Sweden’s main goal was to ensure that talks on the new climate protocol arrive at concrete conclusions. The Swedes had already contributed to the success of the Lisbon Treaty referendum in Ireland. Without the assistance of EU agencies, the Council of the European Union and the European Commission, the Irish government could not have resolved the problem single-handedly.
Firstly, the EU accepted some of Ireland’s demands and secondly, it took more affirmative action in Ireland’s proEU campaign than Slovenia did for the first referendum last year during its EU presidency. This compounded disappointment in Slovenia because the EU did very little to ensure the success of the Irish referendum during the nation’s presidency.
The policies that these post-Communist nations have chosen to follow outside the EU and NATO are certain to fail, regardless of how much the EU listens to arguments based on historically justified fears of Russian domination. The decision not to deploy ballistic missile defence systems in Poland and the Czech Republic showed that the EU will never accept bilateral agreements with a non-European power, even as friendly an allied country as the United States.

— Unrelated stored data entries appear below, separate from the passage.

//! Terminal driver for the TUI.
//!
//! Implements the [`Driver`] trait for terminal I/O using crossterm for
//! keyboard events and ratatui for rendering. Hangup and termination signals
//! are delivered as interrupt events.

use std::{
    io::{self, Stdout, stdout},
    time::Duration,
};

use crossterm::{
    ExecutableCommand,
    event::{Event, EventStream, KeyCode, KeyEvent, KeyEventKind, KeyModifiers},
    terminal::{EnterAlternateScreen, LeaveAlternateScreen, disable_raw_mode, enable_raw_mode},
};
use futures::StreamExt;
use glyphfall_app::{App, AppEvent, Driver, KeyInput};
use ratatui::{Terminal, backend::CrosstermBackend};
use thiserror::Error;

use crate::ui;

/// Terminal driver errors.
#[derive(Debug, Error)]
pub enum TerminalError {
    /// I/O error from terminal operations.
    #[error("I/O error: {0}")]
    Io(#[from] io::Error),
}

/// Terminal driver implementing the [`Driver`] trait.
///
/// Owns the terminal for its whole lifetime: raw mode, the alternate screen
/// and the hidden cursor are all undone on drop, including on error paths.
pub struct TerminalDriver {
    terminal: Terminal<CrosstermBackend<Stdout>>,
    event_stream: EventStream,
    signals: Signals,
}

impl TerminalDriver {
    /// Take over the terminal.
    ///
    /// # Errors
    ///
    /// Returns an error if the terminal cannot be switched to raw mode or the
    /// signal handlers cannot be installed.
    pub fn new() -> Result<Self, TerminalError> {
        let signals = Signals::new()?;

        enable_raw_mode()?;
        stdout().execute(EnterAlternateScreen)?;

        let backend = CrosstermBackend::new(stdout());
        let mut terminal = Terminal::new(backend)?;
        terminal.hide_cursor()?;
        terminal.clear()?;
        let event_stream = EventStream::new();

        Ok(Self { terminal, event_stream, signals })
    }
}

/// Convert a crossterm event to an `AppEvent`. Key releases and other events
/// are dropped.
fn convert_event(event: Event) -> Option<AppEvent> {
    match event {
        Event::Key(key) if key.kind == KeyEventKind::Press => Some(convert_key(key)),
        Event::Resize(cols, rows) => Some(AppEvent::Resize(cols, rows)),
        _ => None,
    }
}

/// Raw mode swallows the terminal's own signal keys, so Ctrl-C, Ctrl-\ and
/// Ctrl-Z are mapped here.
fn convert_key(key: KeyEvent) -> AppEvent {
    if key.modifiers.contains(KeyModifiers::CONTROL) {
        return match key.code {
            KeyCode::Char('c' | '\\') => AppEvent::Interrupt,
            KeyCode::Char('z') => AppEvent::Suspend,
            _ => AppEvent::Key(KeyInput::Other),
        };
    }

    match key.code {
        KeyCode::Char(c) => AppEvent::Key(KeyInput::Char(c)),
        _ => AppEvent::Key(KeyInput::Other),
    }
}

impl Driver for TerminalDriver {
    type Error = TerminalError;

    fn size(&self) -> Result<(u16, u16), Self::Error> {
        Ok(crossterm::terminal::size()?)
    }

    async fn poll_events(&mut self, timeout: Duration) -> Result<Vec<AppEvent>, Self::Error> {
        let deadline = tokio::time::Instant::now() + timeout;
        let mut events = Vec::new();

        loop {
            tokio::select! {
                biased;

                () = self.signals.recv() => {
                    events.push(AppEvent::Interrupt);
                }

                // Terminal events
                maybe_event = self.event_stream.next() => {
                    match maybe_event {
                        Some(Ok(event)) => events.extend(convert_event(event)),
                        Some(Err(e)) => return Err(TerminalError::Io(e)),
                        None => {
                            tokio::time::sleep_until(deadline).await;
                            break;
                        },
                    }
                }

                // Frame deadline
                () = tokio::time::sleep_until(deadline) => break,
            }
        }

        Ok(events)
    }

    fn render(&mut self, app: &App) -> Result<(), Self::Error> {
        self.terminal.draw(|frame| {
            ui::render(frame, app);
        })?;
        Ok(())
    }

    fn stop(&mut self) {
        tracing::debug!("terminal driver stopped");
    }
}

impl Drop for TerminalDriver {
    fn drop(&mut self) {
        self.stop();
        let _ = self.terminal.show_cursor();
        let _ = disable_raw_mode();
        let _ = stdout().execute(LeaveAlternateScreen);
    }
}

/// Hangup and termination signals.
struct Signals {
    #[cfg(unix)]
    hangup: tokio::signal::unix::Signal,
    #[cfg(unix)]
    terminate: tokio::signal::unix::Signal,
}

impl Signals {
    #[cfg(unix)]
    fn new() -> io::Result<Self> {
        use tokio::signal::unix::{SignalKind, signal};

        Ok(Self { hangup: signal(SignalKind::hangup())?, terminate: signal(SignalKind::terminate())? })
    }

    #[cfg(not(unix))]
    #[allow(clippy::unnecessary_wraps, reason = "matches the unix constructor")]
    fn new() -> io::Result<Self> {
        Ok(Self {})
    }

    /// Resolves when either signal arrives.
    #[cfg(unix)]
    async fn recv(&mut self) {
        tokio::select! {
            _ = self.hangup.recv() => tracing::info!("hangup received"),
            _ = self.terminate.recv() => tracing::info!("termination requested"),
        }
    }

    #[cfg(not(unix))]
    async fn recv(&mut self) {
        std::future::pending::<()>().await;
    }
}
//! Standard invariant checks.
//!
//! These invariants capture structural properties that must always hold.
//! They verify WHAT must be true, not specific test scenarios.

use glyphfall_core::{Cell, Geometry, Symbol};

use super::{EngineSnapshot, Invariant, InvariantKind, InvariantResult, Violation};

/// Every head holds a glyph and is the bottom cell of its run.
///
/// A head marks the most recently written glyph of a falling stream, so a
/// run can carry at most one head and never one above its leading edge.
pub struct HeadAtLeadingEdge;

impl Invariant for HeadAtLeadingEdge {
    fn kind(&self) -> InvariantKind {
        InvariantKind::HeadAtLeadingEdge
    }

    fn check(&self, state: &EngineSnapshot) -> InvariantResult {
        for column in &state.columns {
            for (row, cell) in (0u16..).zip(&column.cells) {
                if cell.is_head && cell.symbol.is_vacant() {
                    return Err(violation(
                        self.kind(),
                        format!("col {} row {row}: head without a glyph", column.col),
                    ));
                }
            }

            for run in column.runs() {
                if run.heads.iter().any(|&head| head != run.bottom()) {
                    return Err(violation(
                        self.kind(),
                        format!(
                            "col {} run {}..={}: heads {:?} above the leading edge",
                            column.col,
                            run.top,
                            run.bottom(),
                            run.heads
                        ),
                    ));
                }
            }
        }
        Ok(())
    }
}

/// Odd columns stay empty for the lifetime of the grid.
pub struct InactiveColumnsBlank;

impl Invariant for InactiveColumnsBlank {
    fn kind(&self) -> InvariantKind {
        InvariantKind::InactiveColumnsBlank
    }

    fn check(&self, state: &EngineSnapshot) -> InvariantResult {
        for column in state.columns.iter().filter(|column| column.col % 2 == 1) {
            if let Some(row) = column.cells.iter().position(|cell| *cell != Cell::default()) {
                return Err(violation(
                    self.kind(),
                    format!("inactive col {} row {row} is not blank", column.col),
                ));
            }
        }
        Ok(())
    }
}

/// Per-column randoms stay within the ranges drawn for the geometry, and
/// there is exactly one state per active column.
pub struct ColumnStateInBounds;

impl Invariant for ColumnStateInBounds {
    fn kind(&self) -> InvariantKind {
        InvariantKind::ColumnStateInBounds
    }

    fn check(&self, state: &EngineSnapshot) -> InvariantResult {
        let geometry = Geometry::new(state.rows, state.cols);
        let active = state.active_columns().count();
        if state.states.len() != active {
            return Err(violation(
                self.kind(),
                format!("{} column states for {active} active columns", state.states.len()),
            ));
        }

        for (col, column) in (0u16..).step_by(2).zip(&state.states) {
            if column.spaces_remaining > state.rows {
                return Err(violation(
                    self.kind(),
                    format!("col {col}: spaces {} > rows {}", column.spaces_remaining, state.rows),
                ));
            }
            if !geometry.stream_length_range().contains(&column.stream_length) {
                return Err(violation(
                    self.kind(),
                    format!(
                        "col {col}: stream length {} outside {:?}",
                        column.stream_length,
                        geometry.stream_length_range()
                    ),
                ));
            }
            if !geometry.cadence_range().contains(&column.cadence) {
                return Err(violation(
                    self.kind(),
                    format!("col {col}: cadence {} outside {:?}", column.cadence, geometry.cadence_range()),
                ));
            }
        }
        Ok(())
    }
}

/// No run is longer than the longest stream plus its unrolled top.
///
/// Streams stop lengthening once they exceed their target length, so the
/// bound is `rows / 2 + 3`.
pub struct RunLengthBounded;

impl Invariant for RunLengthBounded {
    fn kind(&self) -> InvariantKind {
        InvariantKind::RunLengthBounded
    }

    fn check(&self, state: &EngineSnapshot) -> InvariantResult {
        let limit = state.rows / 2 + 3;
        for column in state.active_columns() {
            if let Some(run) = column.runs().into_iter().find(|run| run.len > limit) {
                return Err(violation(
                    self.kind(),
                    format!(
                        "col {} run at row {} has {} glyphs, limit {limit}",
                        column.col, run.top, run.len
                    ),
                ));
            }
        }
        Ok(())
    }
}

fn violation(invariant: InvariantKind, message: String) -> Violation {
    Violation { invariant, message }
}

/// Count [`Symbol::PendingSpawn`] cells in an active column.
///
/// Not an invariant: markers accumulate as streams drain, but the count is a
/// useful diagnostic in failing tests.
pub fn pending_markers(state: &EngineSnapshot, col: u16) -> usize {
    state
        .columns
        .get(usize::from(col))
        .map_or(0, |column| column.cells.iter().filter(|c| c.symbol == Symbol::PendingSpawn).count())
}

#[cfg(test)]
mod tests {
    use glyphfall_core::EngineState;

    use super::*;

    fn snapshot() -> EngineSnapshot {
        EngineSnapshot::from_engine(&EngineState::with_seed(10, 10, 0).unwrap())
    }

    fn set(state: &mut EngineSnapshot, row: usize, col: usize, symbol: Symbol, is_head: bool) {
        state.columns[col].cells[row] = Cell { symbol, is_head };
    }

    #[test]
    fn head_without_glyph_is_violation() {
        let mut state = snapshot();
        set(&mut state, 4, 2, Symbol::Empty, true);

        let err = HeadAtLeadingEdge.check(&state).unwrap_err();
        assert_eq!(err.invariant, InvariantKind::HeadAtLeadingEdge);
        assert!(err.message.contains("without a glyph"));
    }

    #[test]
    fn head_above_bottom_is_violation() {
        let mut state = snapshot();
        set(&mut state, 3, 2, Symbol::Glyph(1), true);
        set(&mut state, 4, 2, Symbol::Glyph(1), false);

        assert!(HeadAtLeadingEdge.check(&state).is_err());

        set(&mut state, 3, 2, Symbol::Glyph(1), false);
        set(&mut state, 4, 2, Symbol::Glyph(1), true);
        assert!(HeadAtLeadingEdge.check(&state).is_ok());
    }

    #[test]
    fn glyph_in_odd_column_is_violation() {
        let mut state = snapshot();
        set(&mut state, 5, 3, Symbol::Glyph(9), false);

        assert!(InactiveColumnsBlank.check(&state).is_err());
    }

    #[test]
    fn state_out_of_range_is_violation() {
        let mut state = snapshot();
        state.states[1].stream_length = 2;
        assert!(ColumnStateInBounds.check(&state).is_err());

        let mut state = snapshot();
        state.states[0].spaces_remaining = 11;
        assert!(ColumnStateInBounds.check(&state).is_err());

        let mut state = snapshot();
        state.states.pop();
        assert!(ColumnStateInBounds.check(&state).is_err());
    }

    #[test]
    fn overlong_run_is_violation() {
        let mut state = snapshot();
        for row in 2..=9 {
            set(&mut state, row, 0, Symbol::Glyph(4), false);
        }
        // rows / 2 + 3 = 8
        assert!(RunLengthBounded.check(&state).is_ok());

        set(&mut state, 10, 0, Symbol::Glyph(4), false);
        assert!(RunLengthBounded.check(&state).is_err());
    }

    #[test]
    fn fresh_engine_has_one_marker_per_column() {
        let state = snapshot();
        assert_eq!(pending_markers(&state, 0), 1);
        assert_eq!(pending_markers(&state, 1), 0);
    }
}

The EU is working hard to formulate common foreign and security policies, and will not be distracted. German Chancellor Angela Merkel and French President Nicolas Sarkozy, the leading members of the EU, say that one must have no illusions about the standards of democracy in Russia, yet should seek to develop partnership relations with it.
This is a nearly impossible task for small post-Communist countries. The situation would have been simple had Russia come closer to achieving genuine democracy.
In other words, the only reliable kind of action is to support and, whenever possible, influence European policy with regard to the EU’s Eastern neighbours.